Posted by: Mark | Monday, 29 January 2007 at 12:02 PM
I'll admit...I'm nervous. Happy for the laundry, happy that you're planning to write about Burns Night. But the looming spectre of Diablo has folded its sinister bat-wings over the Fraser home in Amy's absence. Now the question is...does the Simian have the will power to use his drug of choice responsibly? The time and effort you put into your descriptions above give me hope...but, I'm nervous.
"TRUE! - nervous - very, very dreadfully nervous I had been and am; but why will you say that I am mad?"
Mark - Now that you mention it, I'm not sure I'm entirely comfortable with Simon discussing his heaving pants.
Posted by: Moksha Gren | Monday, 29 January 2007 at 12:21 PM
Mark, that did sound awkward, so I changed the sentence. Now it's your comment that makes no sense! Ha-HA!!
The sun doesn't shine during the winter up here in much the same way that every single Texan own at least one gun. (Waitaminnit... that's probably not a good analogy.)
I've never touched Second Life, nor do I intend to. In fact:
http://www.getafirstlife.com/
Moksha, your description of Diablo's effect on me reminded me of those cool winged beasts from that high quality '80s movie, Beastmaster. They wrap their wings about their prey and POOF!, five seconds later they're naught but a pile of bones. Will a pixellated demon have its way with my psyche in much the same way, or will I evade the temptation? Tune in next week...
PANTS!!
Posted by: Simon | Monday, 29 January 2007 at 02:18 PM
PS -- I finally 'get' what you were talking about with the coffee pot thing. Funny boys. Good song; can't get it outta my head.
Posted by: Simon | Monday, 29 January 2007 at 02:19 PM
As a wee lad those winged critters from Beastmaster were some of my favorite fantasy creations. Horrifying and mesmerizing in the same instant. Sadly, I now try to avoid that film at all costs. Sometimes half-remembered nostalgia is better than fully relived cheese.
Welcome to the Proper Coffe Club
Posted by: Moksha Gren | Monday, 29 January 2007 at 03:06 PM
Geezus, I read this like six times looking for heaving pants. Don't do that to me again.
Posted by: Linda | Monday, 29 January 2007 at 03:24 PM
Simon - I'm not in Secondlife, either, and I just laughed out loud at the link you provided.
But, you're a complete ass for changing the wording in your post. ;)
I agree, Moksha's imagery was vivid.
Linda, admit it, you've never pushed away a pair of heaving pants.
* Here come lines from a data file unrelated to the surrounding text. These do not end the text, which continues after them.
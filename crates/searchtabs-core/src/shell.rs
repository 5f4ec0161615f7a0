//! The shell
//!
//! Wires the components together in startup order and routes UI input to
//! them. Everything here runs on the UI thread.

use std::io;
use std::path::Path;
use std::sync::Arc;

use searchtabs_navigation::{Action, KeyCombo, NavigationController, ShortcutMap};
use searchtabs_storage::{
    keys, ConfirmPrompt, Database, Relauncher, ResetOutcome, ResetRequest, StorageManager,
};
use searchtabs_tabs::{CloseOutcome, SessionEvent, SessionId, SurfaceFactory, TabRegistry};
use searchtabs_theme::{ThemeChange, ThemeCoordinator, ThemePreference, ThemeSource};

use crate::config::Config;
use crate::Result;

pub struct Shell {
    config: Config,
    db: Database,
    storage: StorageManager,
    theme: ThemeCoordinator,
    tabs: TabRegistry,
    navigation: NavigationController,
    shortcuts: ShortcutMap,
    reset_outcome: ResetOutcome,
}

impl Shell {
    /// Bring the shell up with one tab open on the home page.
    ///
    /// A pending profile reset is applied before the storage context exists.
    pub fn start(
        config: Config,
        engine: Box<dyn SurfaceFactory>,
        theme_source: Arc<dyn ThemeSource>,
    ) -> Result<Self> {
        Self::start_with_remover(config, engine, theme_source, |path| {
            std::fs::remove_dir_all(path)
        })
    }

    /// `start`, deleting the profile with `remove` if a reset is pending.
    pub fn start_with_remover<F>(
        config: Config,
        engine: Box<dyn SurfaceFactory>,
        theme_source: Arc<dyn ThemeSource>,
        remove: F,
    ) -> Result<Self>
    where
        F: FnOnce(&Path) -> io::Result<()>,
    {
        std::fs::create_dir_all(&config.data_dir)?;

        let db = Database::open(config.settings_path())?;

        let storage = StorageManager::new(db.clone(), &config.data_dir);
        let reset_outcome = storage.apply_pending_reset_with(remove);
        let context = storage.setup_context();

        let theme = ThemeCoordinator::new(db.clone(), theme_source);
        let tabs = TabRegistry::open(context, engine, config.home_url.clone(), &theme.palette())?;
        let navigation = NavigationController::new(config.home_url.clone());

        tracing::info!(
            data_dir = %config.data_dir.display(),
            theme = %theme.effective_theme(),
            reset = ?reset_outcome,
            "Shell started"
        );

        Ok(Self {
            config,
            db,
            storage,
            theme,
            tabs,
            navigation,
            shortcuts: ShortcutMap::default(),
            reset_outcome,
        })
    }

    /// Deliver queued OS theme changes. Call from the UI event loop.
    pub fn pump(&mut self) -> Option<ThemeChange> {
        let change = self.theme.pump()?;
        self.tabs.on_theme_changed(&change);
        Some(change)
    }

    pub fn set_theme(&mut self, preference: ThemePreference) -> ThemeChange {
        let change = self.theme.set_preference(preference);
        self.tabs.on_theme_changed(&change);
        change
    }

    /// Observe theme changes from the chrome. Open tabs are restyled on the
    /// same changes.
    pub fn subscribe_theme<F>(&mut self, observer: F)
    where
        F: FnMut(&ThemeChange) + 'static,
    {
        self.theme.subscribe(observer);
    }

    /// Settings dialog entry point, takes the combo box text.
    pub fn set_theme_by_name(&mut self, name: &str) -> Result<ThemeChange> {
        let preference: ThemePreference = name.parse()?;
        Ok(self.set_theme(preference))
    }

    pub fn confirm_close_tabs(&self) -> bool {
        self.db
            .get_bool(keys::CONFIRM_CLOSE_TABS, true)
            .unwrap_or_else(|e| {
                tracing::warn!(error = %e, "Failed to read confirm_close_tabs, using default");
                true
            })
    }

    pub fn set_confirm_close_tabs(&self, enabled: bool) -> Result<()> {
        self.db.set_bool(keys::CONFIRM_CLOSE_TABS, enabled)?;
        tracing::info!(enabled, "Updated confirm_close_tabs");
        Ok(())
    }

    pub fn request_reset(
        &self,
        prompt: &dyn ConfirmPrompt,
        relauncher: &dyn Relauncher,
    ) -> ResetRequest {
        self.storage.request_reset(prompt, relauncher)
    }

    /// Run the action bound to `combo`. Returns false if nothing is bound.
    pub fn handle_key(&mut self, combo: &KeyCombo) -> bool {
        let Some(action) = self.shortcuts.resolve(combo) else {
            return false;
        };

        if let Err(e) = self.dispatch(action) {
            tracing::warn!(shortcut = %combo, action = %action, error = %e, "Shortcut failed");
        }
        true
    }

    pub fn dispatch(&mut self, action: Action) -> Result<()> {
        tracing::debug!(action = %action, "Dispatching action");

        match action {
            Action::NewTab => {
                self.tabs.add_tab()?;
            }
            Action::Reload => {
                self.navigation.reload(&mut self.tabs);
            }
            Action::CloseTab => {
                self.tabs.close_focused_tab()?;
            }
            Action::NextTab => {
                self.tabs.focus_next();
            }
            Action::GoHome => {
                self.navigation.go_home(&mut self.tabs);
            }
        }

        Ok(())
    }

    /// Tab bar close button.
    pub fn close_tab(&mut self, id: SessionId) -> Result<CloseOutcome> {
        Ok(self.tabs.close_tab(id)?)
    }

    /// Bind a shortcut written as text, e.g. `Ctrl+H`.
    pub fn bind_shortcut(&mut self, combo: &str, action: Action) -> Result<()> {
        let combo = KeyCombo::parse(combo)?;
        tracing::info!(shortcut = %combo, action = %action, "Shortcut bound");
        self.shortcuts.bind(combo, action);
        Ok(())
    }

    /// Engine lifecycle notification for one tab.
    pub fn handle_session_event(&mut self, id: SessionId, event: SessionEvent) {
        self.tabs.handle_event(id, event);
    }

    pub fn config(&self) -> &Config {
        &self.config
    }

    pub fn theme(&self) -> &ThemeCoordinator {
        &self.theme
    }

    pub fn tabs(&self) -> &TabRegistry {
        &self.tabs
    }

    pub fn tabs_mut(&mut self) -> &mut TabRegistry {
        &mut self.tabs
    }

    pub fn shortcuts(&self) -> &ShortcutMap {
        &self.shortcuts
    }

    /// What startup did about a pending profile reset.
    pub fn reset_outcome(&self) -> ResetOutcome {
        self.reset_outcome
    }
}
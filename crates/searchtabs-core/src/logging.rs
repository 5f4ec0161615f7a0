//! Logging setup
//!
//! Every event goes to the console and to `searchtabs.log` in the data dir.
//! `RUST_LOG` overrides the default `info` filter.

use std::path::Path;

use tracing_appender::non_blocking::WorkerGuard;
use tracing_subscriber::layer::SubscriberExt;
use tracing_subscriber::util::SubscriberInitExt;
use tracing_subscriber::{fmt, EnvFilter};

use crate::Result;

pub const LOG_FILE_NAME: &str = "searchtabs.log";

/// Keeps the background file writer alive. Dropping it flushes buffered lines.
#[must_use = "file logging stops when the guard is dropped"]
pub struct LogGuard {
    _worker: WorkerGuard,
}

/// Initialize logging
pub fn init_logging(log_dir: &Path) -> Result<LogGuard> {
    std::fs::create_dir_all(log_dir)?;

    let filter = EnvFilter::try_from_default_env().unwrap_or_else(|_| EnvFilter::new("info"));

    let appender = tracing_appender::rolling::never(log_dir, LOG_FILE_NAME);
    let (file_writer, worker) = tracing_appender::non_blocking(appender);

    tracing_subscriber::registry()
        .with(filter)
        .with(fmt::layer().with_target(true))
        .with(
            fmt::layer()
                .with_target(true)
                .with_ansi(false)
                .with_writer(file_writer),
        )
        .try_init()?;

    tracing::info!(path = %log_dir.join(LOG_FILE_NAME).display(), "Logging initialized");

    Ok(LogGuard { _worker: worker })
}
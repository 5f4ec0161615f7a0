//! Core error types

use thiserror::Error;

#[derive(Error, Debug)]
pub enum CoreError {
    #[error("Storage error: {0}")]
    Storage(#[from] searchtabs_storage::StorageError),

    #[error("Tab error: {0}")]
    Tab(#[from] searchtabs_tabs::TabError),

    #[error("Theme error: {0}")]
    Theme(#[from] searchtabs_theme::ThemeError),

    #[error("Navigation error: {0}")]
    Navigation(#[from] searchtabs_navigation::NavigationError),

    #[error("IO error: {0}")]
    Io(#[from] std::io::Error),

    #[error("Logging error: {0}")]
    Logging(#[from] tracing_subscriber::util::TryInitError),

    #[error("Serialization error: {0}")]
    Serialization(#[from] serde_json::Error),
}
Posted by: Mark | Monday, 29 January 2007 at 09:22 PM
I looked at the SecondLife because a friend was bragging it up. FREAKY!
Posted by: TerriTorial | Tuesday, 30 January 2007 at 06:23 AM
me too, looking for the heaving pants.
anyway - can totally relate to the foreign territory thing. takes me 24 hours to get used to it every time I'm alone for a few days.
Posted by: marian | Tuesday, 30 January 2007 at 06:47 AM
Uh, Mark. I'd like to have just a little word with you, Dude. Here, step around the corner here. It'll just take a second. The rest of you, carry on. Mark will be back... yeah, in uh, uh... a little while.
*scuffle, thwap, scuffle*
(overheard- "When you gonna learn to respect your elders? Huh? huh? When?!)
*thwap*
Posted by: Linda | Tuesday, 30 January 2007 at 06:41 PM
Linda - (voice of the little bully in A Christmas Story after Scut Farkus punches his arm) Ow, man.
Posted by: Mark | Tuesday, 30 January 2007 at 11:56 PM
Mark, ok, just so's you know where I'm coming from... I'm over it. You ok?